Minneapolis lawyer Teresa McClain can't say exactly how many clients she has represented in medical malpractice lawsuits over the years.
"But you know what, I remember every single one of them," she said. "They stay with me."
McClain represents plaintiffs who claim an injury caused by a medical professional's mistakes. About half of her cases involve newborns injured during deliveries gone wrong.
That specialty seems a natural choice for McClain. Before she was a lawyer, she spent 10 years as a nurse, working in labor and delivery — her "first love," she calls it.
"It was intellectually challenging because things happen fast there; there are a lot of complexities to making sure babies are doing well before and during labor and delivery," she said.
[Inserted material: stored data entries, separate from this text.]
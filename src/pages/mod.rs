mod header;
mod memos;

pub use header::AppHeader;
pub use memos::MemoPage;

use crate::components::ui::{
    Alert, AlertDescription, Button, Card, CardContent, CardDescription, CardHeader, CardTitle,
    Input, Label, Spinner,
};
use crate::session::{authenticate, AuthMode};
use crate::state::AppContext;
use leptos::logging::{error, warn};
use leptos::prelude::*;
use leptos::task::spawn_local;

/// Shared login / signup form. The link under the button flips between
/// the two modes without leaving the page.
#[component]
pub fn AuthPage() -> impl IntoView {
    let mode: RwSignal<AuthMode> = RwSignal::new(AuthMode::default());
    let username: RwSignal<String> = RwSignal::new(String::new());
    let password: RwSignal<String> = RwSignal::new(String::new());
    let error_msg: RwSignal<Option<String>> = RwSignal::new(None);
    let loading: RwSignal<bool> = RwSignal::new(false);

    let app_state = expect_context::<AppContext>();

    let on_submit = move |ev: web_sys::SubmitEvent| {
        ev.prevent_default();

        let mode_val = mode.get_untracked();
        let username_val = username.get_untracked();
        let password_val = password.get_untracked();
        let api_client = app_state.0.api_client.get_untracked();

        loading.set(true);
        error_msg.set(None);

        spawn_local(async move {
            match authenticate(&api_client, mode_val, &username_val, &password_val).await {
                Ok(()) => {
                    if let Err(e) = window().location().set_href("/") {
                        warn!("[auth] redirect to / failed: {:?}", e);
                    }
                }
                Err(e) => {
                    if e.is_network() {
                        error!("[auth] {} request failed: {}", mode_val, e);
                    }
                    error_msg.set(Some(e.user_message()));
                }
            }
            loading.set(false);
        });
    };

    let on_toggle = move |ev: web_sys::MouseEvent| {
        ev.prevent_default();
        mode.update(|m| *m = m.toggled());
        error_msg.set(None);
    };

    view! {
        <div class="mx-auto flex w-full max-w-sm flex-col justify-center px-4 py-10">
            <Card attr:data-mode=move || mode.get().to_string()>
                <CardHeader>
                    <CardTitle class="text-lg">{move || mode.get().title()}</CardTitle>
                    <CardDescription class="text-xs">"ユーザー名とパスワードを入力してください。"</CardDescription>
                </CardHeader>

                <CardContent>
                    <form class="flex flex-col gap-3" on:submit=on_submit>
                        <div class="flex flex-col gap-1.5">
                            <Label html_for="username">"ユーザー名"</Label>
                            <Input
                                id="username"
                                r#type="text"
                                placeholder="user1"
                                bind_value=username
                                required=true
                                class="h-8 text-sm"
                            />
                        </div>

                        <div class="flex flex-col gap-1.5">
                            <Label html_for="password">"パスワード"</Label>
                            <Input
                                id="password"
                                r#type="password"
                                placeholder="••••••••"
                                bind_value=password
                                required=true
                                class="h-8 text-sm"
                            />
                        </div>

                        <Show when=move || error_msg.get().is_some() fallback=|| ().into_view()>
                            {move || {
                                error_msg.get().map(|e| {
                                    view! {
                                        <Alert class="border-destructive/30">
                                            <AlertDescription class="text-destructive text-xs">
                                                {e}
                                            </AlertDescription>
                                        </Alert>
                                    }
                                })
                            }}
                        </Show>

                        <Button class="w-full" attr:disabled=move || loading.get()>
                            <span class="inline-flex items-center gap-2">
                                <Show when=move || loading.get() fallback=|| ().into_view()>
                                    <Spinner />
                                </Show>
                                {move || mode.get().title()}
                            </span>
                        </Button>

                        <div class="pt-1 text-xs text-muted-foreground">
                            {move || mode.get().toggle_prompt()}
                            " "
                            <a
                                class="text-primary underline underline-offset-4"
                                href="#"
                                on:click=on_toggle
                            >
                                {move || mode.get().toggle_label()}
                            </a>
                        </div>
                    </form>
                </CardContent>
            </Card>
        </div>
    }
}

/// Shows `children` to users with a stored token and the auth form to
/// everyone else.
#[component]
pub fn RootAuthed(children: ChildrenFn) -> impl IntoView {
    let app_state = expect_context::<AppContext>();
    let is_authenticated = move || app_state.0.api_client.get().is_authenticated();

    // Store children so the view macro sees an `Fn` (not an `FnOnce`).
    let children = StoredValue::new(children);

    view! {
        <Show when=is_authenticated fallback=move || view! { <AuthPage /> }>
            {move || children.with_value(|c| c())}
        </Show>
    }
}

#[component]
pub fn RootPage() -> impl IntoView {
    view! {
        <RootAuthed>
            <MemoPage />
        </RootAuthed>
    }
}
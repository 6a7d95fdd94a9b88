use super::transport::{ApiRequest, HttpTransport, RawResponse};
use super::{ApiClient, ApiError, ApiResult};
use crate::storage::MemoryTokenStore;
use async_trait::async_trait;
use std::collections::VecDeque;
use std::sync::{Arc, Mutex};

/// Scripted transport: replays queued replies in order and records every
/// request it was asked to send.
#[derive(Default)]
pub(crate) struct RecordingTransport {
    replies: Mutex<VecDeque<ApiResult<RawResponse>>>,
    calls: Mutex<Vec<(String, ApiRequest)>>,
}

impl RecordingTransport {
    pub fn reply(&self, status: u16, body: serde_json::Value) -> &Self {
        self.push(Ok(RawResponse {
            status,
            body: body.to_string(),
        }))
    }

    pub fn reply_network_error(&self) -> &Self {
        self.push(Err(ApiError::network("connection refused")))
    }

    fn push(&self, reply: ApiResult<RawResponse>) -> &Self {
        self.replies.lock().expect("replies lock").push_back(reply);
        self
    }

    pub fn calls(&self) -> Vec<(String, ApiRequest)> {
        self.calls.lock().expect("calls lock").clone()
    }

    pub fn paths(&self) -> Vec<String> {
        self.calls()
            .into_iter()
            .map(|(_, r)| format!("{} {}", r.method, r.path))
            .collect()
    }
}

#[async_trait(?Send)]
impl HttpTransport for RecordingTransport {
    async fn send(&self, url: &str, request: &ApiRequest) -> ApiResult<RawResponse> {
        self.calls
            .lock()
            .expect("calls lock")
            .push((url.to_string(), request.clone()));
        self.replies
            .lock()
            .expect("replies lock")
            .pop_front()
            .unwrap_or_else(|| panic!("no scripted reply for {} {}", request.method, request.path))
    }
}

pub(crate) struct Harness {
    pub client: ApiClient,
    pub transport: Arc<RecordingTransport>,
    pub tokens: Arc<MemoryTokenStore>,
}

pub(crate) fn harness(token: Option<&str>) -> Harness {
    let transport = Arc::new(RecordingTransport::default());
    let tokens = Arc::new(match token {
        Some(t) => MemoryTokenStore::with_token(t),
        None => MemoryTokenStore::default(),
    });
    let client = ApiClient::new(
        "http://api.test/".to_string(),
        tokens.clone(),
        transport.clone(),
    );
    Harness {
        client,
        transport,
        tokens,
    }
}
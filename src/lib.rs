//! Interest table generator
//!
//! Derives daily and monthly growth factors from a fixed annual factor,
//! compounds them into day (30), month (12) and year (100) tables, truncates
//! every entry to a rational with denominator 1,000,000 and renders the tables
//! as Rust constant declarations.

pub mod accrual;
pub mod error;
pub mod rates;
pub mod tables;

pub use error::{Result, TableError};
pub use rates::{GeneratorParams, GrowthFactors, DEFAULT_ANNUAL_FACTOR};
pub use tables::{InterestTable, InterestTables, RationalApprox, TableKind, DENOMINATOR};
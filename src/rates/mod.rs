//! Growth factor derivation and generator parameters

mod factors;
pub mod params;

pub use factors::GrowthFactors;
pub use params::GeneratorParams;

// ============================================================================
// Default Growth Assumptions
// ============================================================================
// The annual factor is fixed at build time. Daily growth is the 365th root of
// the annual factor; a month is always 30 days of daily growth.

/// Default annual growth factor (APY multiplier, 1.1 = +10%/year)
pub const DEFAULT_ANNUAL_FACTOR: f64 = 1.1;

/// Days over which the annual factor compounds
pub const DAYS_PER_YEAR: u32 = 365;

/// Days in one compounding month
pub const DAYS_PER_MONTH: u32 = 30;
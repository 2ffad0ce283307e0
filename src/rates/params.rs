//! Generator parameters
//!
//! The annual factor always comes from [`DEFAULT_ANNUAL_FACTOR`] in the shipped
//! binaries; the remaining fields only affect how literals are spelled.

use super::{GrowthFactors, DEFAULT_ANNUAL_FACTOR};
use crate::error::Result;
use serde::{Deserialize, Serialize};

/// Parameters for generating and rendering the tables
#[derive(Debug, Clone, Serialize, Deserialize)]
pub struct GeneratorParams {
    /// Annual growth factor (1.1 = +10%/year)
    #[serde(default = "default_annual_factor")]
    pub annual_factor: f64,

    /// Element type written into each array declaration
    #[serde(default = "default_ratio_type")]
    pub ratio_type: String,

    /// Constructor called with `(numerator, denominator)` for each element
    #[serde(default = "default_ratio_constructor")]
    pub ratio_constructor: String,
}

fn default_annual_factor() -> f64 { DEFAULT_ANNUAL_FACTOR }
fn default_ratio_type() -> String { "Ratio<u128>".to_string() }
fn default_ratio_constructor() -> String { "Ratio::new_raw".to_string() }

impl Default for GeneratorParams {
    fn default() -> Self {
        Self {
            annual_factor: default_annual_factor(),
            ratio_type: default_ratio_type(),
            ratio_constructor: default_ratio_constructor(),
        }
    }
}

impl GeneratorParams {
    /// Check the annual factor and derive the growth factors from it
    pub fn validate(&self) -> Result<GrowthFactors> {
        GrowthFactors::from_annual(self.annual_factor)
    }
}
//! Compare generated tables against the numerators deployed downstream
//! and check the table invariants

use anyhow::bail;
use interest_tables::{GrowthFactors, InterestTables, TableKind, DENOMINATOR};

/// (table, index, deployed numerator) for A = 1.1
const REFERENCE_NUMERATORS: [(TableKind, usize, u128); 12] = [
    (TableKind::Day, 0, 1_000_000),
    (TableKind::Day, 1, 1_000_261),
    (TableKind::Day, 2, 1_000_522),
    (TableKind::Day, 29, 1_007_601),
    (TableKind::Month, 1, 1_007_864),
    (TableKind::Month, 6, 1_048_124),
    (TableKind::Month, 11, 1_089_992),
    (TableKind::Year, 1, 1_100_000),
    (TableKind::Year, 2, 1_210_000),
    (TableKind::Year, 49, 106_718_957),
    (TableKind::Year, 50, 117_390_852),
    (TableKind::Year, 99, 12_527_829_399),
];

fn main() -> anyhow::Result<()> {
    env_logger::init();

    let factors = GrowthFactors::default();
    let tables = InterestTables::generate(&factors)?;
    let mut failures = 0usize;

    println!("Generated vs deployed numerators (A = {})", factors.annual);
    println!("{:<16} {:<6} {:<14} {:<14} {:<6}",
             "Table", "Index", "Generated", "Deployed", "Match");

    for (kind, index, deployed) in REFERENCE_NUMERATORS.iter() {
        let generated = tables.table(*kind).get(*index).map(|e| e.numerator());
        let matched = generated == Some(*deployed);
        if !matched {
            failures += 1;
        }
        println!("{:<16} {:<6} {:<14} {:<14} {:<6}",
                 kind.const_name(),
                 index,
                 generated.map(|n| n.to_string()).unwrap_or_else(|| "-".to_string()),
                 deployed,
                 if matched { "yes" } else { "NO" });
    }

    println!("\nInvariants:");
    for table in tables.iter() {
        let len_ok = table.len() == table.kind().count();
        let first_ok = table.get(0).map(|e| e.numerator()) == Some(DENOMINATOR);
        let denom_ok = table.entries().iter().all(|e| e.denominator() == DENOMINATOR);
        let monotone_ok = table.entries().windows(2).all(|w| w[0].numerator() <= w[1].numerator());
        let ok = len_ok && first_ok && denom_ok && monotone_ok;
        if !ok {
            failures += 1;
        }
        println!("  {:<16} len={:<4} first=1:{:<5} denominator:{:<5} monotone:{:<5}",
                 table.name(), table.len(), first_ok, denom_ok, monotone_ok);
    }

    let year_drift = (factors.daily.powi(365) - factors.annual).abs();
    println!("  daily^365 - annual = {:.3e}", year_drift);
    if year_drift > 1.0 / DENOMINATOR as f64 {
        failures += 1;
    }

    if failures > 0 {
        bail!("{} check(s) failed", failures);
    }
    println!("\nAll checks passed");
    Ok(())
}
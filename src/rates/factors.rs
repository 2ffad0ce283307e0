//! Per-day, per-month and per-year growth factors derived from one annual factor

use super::{DAYS_PER_MONTH, DAYS_PER_YEAR, DEFAULT_ANNUAL_FACTOR};
use crate::error::{Result, TableError};
use serde::{Deserialize, Serialize};

/// Multiplicative growth over one day, one 30-day month and one year
#[derive(Debug, Clone, Copy, PartialEq, Serialize, Deserialize)]
pub struct GrowthFactors {
    /// Growth over one year (the input factor)
    pub annual: f64,
    /// `annual^(1/365)`
    pub daily: f64,
    /// `daily^30`
    pub monthly: f64,
}

impl GrowthFactors {
    /// Derive daily and monthly factors from an annual factor
    ///
    /// Fails fast unless `annual` is finite and strictly positive.
    pub fn from_annual(annual: f64) -> Result<Self> {
        if !annual.is_finite() || annual <= 0.0 {
            return Err(TableError::InvalidAnnualFactor { value: annual });
        }

        let factors = Self::derive(annual);
        log::debug!(
            "Derived growth factors: annual={} daily={} monthly={}",
            factors.annual,
            factors.daily,
            factors.monthly
        );
        Ok(factors)
    }

    fn derive(annual: f64) -> Self {
        let daily = annual.powf(1.0 / DAYS_PER_YEAR as f64);
        Self {
            annual,
            daily,
            monthly: daily.powf(DAYS_PER_MONTH as f64),
        }
    }
}

impl Default for GrowthFactors {
    fn default() -> Self {
        Self::derive(DEFAULT_ANNUAL_FACTOR)
    }
}

#[cfg(test)]
mod tests {
    use super::*;
    use approx::assert_abs_diff_eq;

    #[test]
    fn test_daily_factor_compounds_back_to_annual() {
        let factors = GrowthFactors::default();
        assert_abs_diff_eq!(factors.daily.powi(365), 1.1, epsilon = 1e-6);
    }

    #[test]
    fn test_twelve_months_cover_360_days() {
        let factors = GrowthFactors::default();
        assert_abs_diff_eq!(
            factors.monthly.powi(12),
            factors.daily.powi(360),
            epsilon = 1e-12
        );

        // Five days short of a full year
        let shortfall = factors.annual - factors.monthly.powi(12);
        assert!(shortfall > 0.0);
        assert!(shortfall < 2e-3);
    }

    #[test]
    fn test_default_matches_from_annual() {
        let derived = GrowthFactors::from_annual(DEFAULT_ANNUAL_FACTOR).unwrap();
        assert_eq!(derived, GrowthFactors::default());
    }

    #[test]
    fn test_other_annual_factor() {
        let factors = GrowthFactors::from_annual(1.05).unwrap();
        assert_abs_diff_eq!(factors.daily.powi(365), 1.05, epsilon = 1e-6);
        assert_abs_diff_eq!(factors.monthly, factors.daily.powi(30), epsilon = 1e-12);
    }

    #[test]
    fn test_rejects_invalid_annual_factor() {
        assert!(GrowthFactors::from_annual(0.0).is_err());
        assert!(GrowthFactors::from_annual(-1.1).is_err());
        assert!(GrowthFactors::from_annual(f64::NAN).is_err());
        assert!(GrowthFactors::from_annual(f64::INFINITY).is_err());
    }

    #[test]
    fn test_unit_factor_is_flat() {
        let factors = GrowthFactors::from_annual(1.0).unwrap();
        assert_eq!(factors.daily, 1.0);
        assert_eq!(factors.monthly, 1.0);
    }
}
//! The error surface shared by the engine and the client.
//!
//! The engine reports failures as a numeric status plus a thread-scoped
//! "current error" JSON document of the shape
//! `{"code": "<n>", "message": "<text>"}`. This module defines the typed
//! view of both.

use serde::{Deserialize, Serialize};
use serde_json::Value;
use thiserror::Error;

/// Error kinds defined by the engine.
#[derive(Debug, Clone, Copy, PartialEq, Eq, Hash)]
pub enum ErrorKind {
    Success,
    Backend,
    Busy,
    Duplicate,
    Encryption,
    Input,
    NotFound,
    Unexpected,
    Unsupported,
    /// Raised client-side by lifecycle checks; never produced by the engine.
    Wrapper,
    Custom,
    /// Any integer code outside the known set.
    Unknown(i64),
}

impl ErrorKind {
    /// Map a numeric code to its kind.
    pub fn from_code(code: i64) -> Self {
        match code {
            0 => Self::Success,
            1 => Self::Backend,
            2 => Self::Busy,
            3 => Self::Duplicate,
            4 => Self::Encryption,
            5 => Self::Input,
            6 => Self::NotFound,
            7 => Self::Unexpected,
            8 => Self::Unsupported,
            99 => Self::Wrapper,
            100 => Self::Custom,
            other => Self::Unknown(other),
        }
    }

    /// The numeric code of this kind.
    pub fn code(self) -> i64 {
        match self {
            Self::Success => 0,
            Self::Backend => 1,
            Self::Busy => 2,
            Self::Duplicate => 3,
            Self::Encryption => 4,
            Self::Input => 5,
            Self::NotFound => 6,
            Self::Unexpected => 7,
            Self::Unsupported => 8,
            Self::Wrapper => 99,
            Self::Custom => 100,
            Self::Unknown(code) => code,
        }
    }

    /// Stable display name, used in formatted error messages.
    pub fn as_str(self) -> &'static str {
        match self {
            Self::Success => "Success",
            Self::Backend => "Backend",
            Self::Busy => "Busy",
            Self::Duplicate => "Duplicate",
            Self::Encryption => "Encryption",
            Self::Input => "Input",
            Self::NotFound => "NotFound",
            Self::Unexpected => "Unexpected",
            Self::Unsupported => "Unsupported",
            Self::Wrapper => "Wrapper",
            Self::Custom => "Custom",
            Self::Unknown(_) => "Unknown error code",
        }
    }
}

impl std::fmt::Display for ErrorKind {
    fn fmt(&self, f: &mut std::fmt::Formatter<'_>) -> std::fmt::Result {
        f.write_str(self.as_str())
    }
}

/// Errors raised while interpreting engine error state.
#[derive(Debug, Clone, PartialEq, Eq, Error)]
pub enum CoreError {
    /// The error payload was not valid JSON of the expected shape.
    #[error("malformed error report: {0}")]
    MalformedReport(String),

    /// The error payload carried a code that is not an integer.
    #[error("non-integer error code: {0}")]
    NonIntegerCode(String),
}

/// Result type for core operations.
pub type Result<T> = std::result::Result<T, CoreError>;

/// The engine's last-error state: a kind and an optional message.
#[derive(Debug, Clone, PartialEq, Eq)]
pub struct ErrorReport {
    pub code: ErrorKind,
    pub message: Option<String>,
}

#[derive(Deserialize)]
struct RawReport {
    code: Value,
    #[serde(default)]
    message: Option<String>,
}

#[derive(Serialize)]
struct WireReport<'a> {
    code: String,
    message: Option<&'a str>,
}

impl ErrorReport {
    /// A report for the given kind and message.
    pub fn new(code: ErrorKind, message: impl Into<String>) -> Self {
        Self {
            code,
            message: Some(message.into()),
        }
    }

    /// The report describing "no error".
    pub fn success() -> Self {
        Self {
            code: ErrorKind::Success,
            message: None,
        }
    }

    /// Parse the engine's JSON error document.
    ///
    /// The code may be encoded as a JSON string or number. A code that is not
    /// an integer is reported as [`CoreError::NonIntegerCode`] so callers can
    /// degrade to a generic failure instead of surfacing a parse error.
    pub fn parse(json: &str) -> Result<Self> {
        let raw: RawReport =
            serde_json::from_str(json).map_err(|e| CoreError::MalformedReport(e.to_string()))?;

        let code = match &raw.code {
            Value::Number(n) => n
                .as_i64()
                .ok_or_else(|| CoreError::NonIntegerCode(n.to_string()))?,
            Value::String(s) => s
                .trim()
                .parse::<i64>()
                .map_err(|_| CoreError::NonIntegerCode(s.clone()))?,
            other => return Err(CoreError::NonIntegerCode(other.to_string())),
        };

        Ok(Self {
            code: ErrorKind::from_code(code),
            message: raw.message,
        })
    }

    /// Encode as the engine's JSON error document.
    pub fn to_json(&self) -> String {
        let wire = WireReport {
            code: self.code.code().to_string(),
            message: self.message.as_deref(),
        };
        // Serializing a struct of strings cannot fail.
        serde_json::to_string(&wire).unwrap_or_else(|_| String::from("{\"code\":\"7\"}"))
    }
}

#[cfg(test)]
mod tests {
    use super::*;
    use proptest::prelude::*;

    #[test]
    fn test_code_roundtrip_known_kinds() {
        for code in [0, 1, 2, 3, 4, 5, 6, 7, 8, 99, 100] {
            let kind = ErrorKind::from_code(code);
            assert!(!matches!(kind, ErrorKind::Unknown(_)));
            assert_eq!(kind.code(), code);
        }
    }

    #[test]
    fn test_unknown_code() {
        let kind = ErrorKind::from_code(999);
        assert_eq!(kind, ErrorKind::Unknown(999));
        assert_eq!(kind.as_str(), "Unknown error code");
        assert_eq!(kind.code(), 999);
    }

    #[test]
    fn test_parse_string_code() {
        let report = ErrorReport::parse(r#"{"code":"5","message":"bad input"}"#).unwrap();
        assert_eq!(report.code, ErrorKind::Input);
        assert_eq!(report.message.as_deref(), Some("bad input"));
    }

    #[test]
    fn test_parse_numeric_code_without_message() {
        let report = ErrorReport::parse(r#"{"code":6}"#).unwrap();
        assert_eq!(report.code, ErrorKind::NotFound);
        assert_eq!(report.message, None);
    }

    #[test]
    fn test_parse_non_integer_code() {
        let err = ErrorReport::parse(r#"{"code":"xyz","message":"no message"}"#).unwrap_err();
        assert_eq!(err, CoreError::NonIntegerCode("xyz".into()));
    }

    #[test]
    fn test_parse_garbage() {
        assert!(matches!(
            ErrorReport::parse("not json"),
            Err(CoreError::MalformedReport(_))
        ));
    }

    #[test]
    fn test_json_roundtrip() {
        let report = ErrorReport::new(ErrorKind::Duplicate, "record exists");
        let parsed = ErrorReport::parse(&report.to_json()).unwrap();
        assert_eq!(parsed, report);

        let success = ErrorReport::success();
        assert_eq!(ErrorReport::parse(&success.to_json()).unwrap(), success);
    }

    proptest! {
        #[test]
        fn test_any_code_survives_a_report(code in any::<i64>(), message in "[ -~]{0,40}") {
            let json = format!(r#"{{"code":"{}","message":{}}}"#, code, serde_json::to_string(&message).unwrap());
            let report = ErrorReport::parse(&json).unwrap();
            prop_assert_eq!(report.code.code(), code);
            prop_assert_eq!(report.message.as_deref(), Some(message.as_str()));
        }
    }
}
//! Immutable result snapshots handed to the client by handle.

use bytes::Bytes;

use crate::error::{EngineError, Result};
use crate::filter::Tags;
use crate::keys::{LocalKey, StoredKey};
use crate::sqlite::Entry;

/// Tag carrying a stored key's algorithm.
pub const ALG_TAG: &str = "~alg";
/// Tag carrying a stored key's thumbprint.
pub const THUMBPRINT_TAG: &str = "~thumbprint";

fn out_of_range(index: usize, len: usize) -> EngineError {
    EngineError::Input(format!(
        "Index out of range: {} (list has {} entries)",
        index, len
    ))
}

/// A snapshot of records.
#[derive(Debug, Clone, Default)]
pub struct EntrySet(Vec<Entry>);

impl EntrySet {
    pub fn new(entries: Vec<Entry>) -> Self {
        Self(entries)
    }

    pub fn len(&self) -> usize {
        self.0.len()
    }

    pub fn is_empty(&self) -> bool {
        self.0.is_empty()
    }

    pub fn get(&self, index: usize) -> Result<&Entry> {
        self.0.get(index).ok_or_else(|| out_of_range(index, self.0.len()))
    }
}

/// A stored key with its record attributes.
#[derive(Debug, Clone)]
pub struct KeyEntry {
    pub name: String,
    pub metadata: Option<String>,
    /// User tags; the algorithm and thumbprint tags are stripped.
    pub tags: Tags,
    pub key: LocalKey,
}

impl KeyEntry {
    /// Decode a key record.
    pub fn from_entry(entry: Entry) -> Result<Self> {
        let stored = StoredKey::decode(&entry.value)?;
        let mut tags = entry.tags;
        tags.remove(ALG_TAG);
        tags.remove(THUMBPRINT_TAG);
        Ok(Self {
            name: entry.name,
            metadata: stored.metadata,
            tags,
            key: stored.key,
        })
    }

    pub fn algorithm(&self) -> &str {
        self.key.algorithm()
    }
}

/// A snapshot of stored keys.
#[derive(Debug, Clone, Default)]
pub struct KeyEntrySet(Vec<KeyEntry>);

impl KeyEntrySet {
    /// Decode a list of key records.
    pub fn from_entries(entries: Vec<Entry>) -> Result<Self> {
        entries
            .into_iter()
            .map(KeyEntry::from_entry)
            .collect::<Result<Vec<_>>>()
            .map(Self)
    }

    pub fn len(&self) -> usize {
        self.0.len()
    }

    pub fn is_empty(&self) -> bool {
        self.0.is_empty()
    }

    pub fn get(&self, index: usize) -> Result<&KeyEntry> {
        self.0.get(index).ok_or_else(|| out_of_range(index, self.0.len()))
    }
}

/// Record value bytes for a key.
pub(crate) fn key_value(key: &LocalKey, metadata: Option<&str>) -> Result<Bytes> {
    StoredKey {
        key: key.clone(),
        metadata: metadata.map(str::to_owned),
    }
    .encode()
    .map(Bytes::from)
}

#[cfg(test)]
mod tests {
    use super::*;

    #[test]
    fn test_out_of_range() {
        let set = EntrySet::new(vec![Entry {
            category: "c".into(),
            name: "n".into(),
            value: Bytes::from_static(b"v"),
            tags: Tags::default(),
        }]);
        assert_eq!(set.get(0).unwrap().name, "n");
        assert!(matches!(set.get(1), Err(EngineError::Input(_))));
    }

    #[test]
    fn test_key_entry_strips_system_tags() {
        let key = LocalKey::generate("ed25519", false).unwrap();
        let mut tags = Tags::parse(Some(r#"{"user":"x"}"#)).unwrap();
        tags.insert(ALG_TAG, "ed25519");
        tags.insert(THUMBPRINT_TAG, key.thumbprint().unwrap());

        let entry = Entry {
            category: String::new(),
            name: "k".into(),
            value: key_value(&key, Some("meta")).unwrap(),
            tags,
        };
        let key_entry = KeyEntry::from_entry(entry).unwrap();
        assert_eq!(key_entry.algorithm(), "ed25519");
        assert_eq!(key_entry.metadata.as_deref(), Some("meta"));
        assert_eq!(key_entry.tags.to_json(), r#"{"user":"x"}"#);
    }
}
After acquiring a law degree, McClain said, she wanted to help "people who, through no fault of their own, had gone to get medical care and wound up with a very significant, permanent injury."
McClain's background as a labor and delivery nurse gives her a professional perspective on where mistakes might have occurred and whether a lawsuit is warranted, said Kathryn Messerich, a Dakota County District Court judge who retired in 2021.
"I think Teresa has a tremendously challenging job sorting out causal negligence that would support a medical malpractice lawsuit," she said. Before moving to the bench, Messerich was a trial lawyer in medical malpractice suits, like McClain, and also like McClain, started her career as a nurse before obtaining a law degree.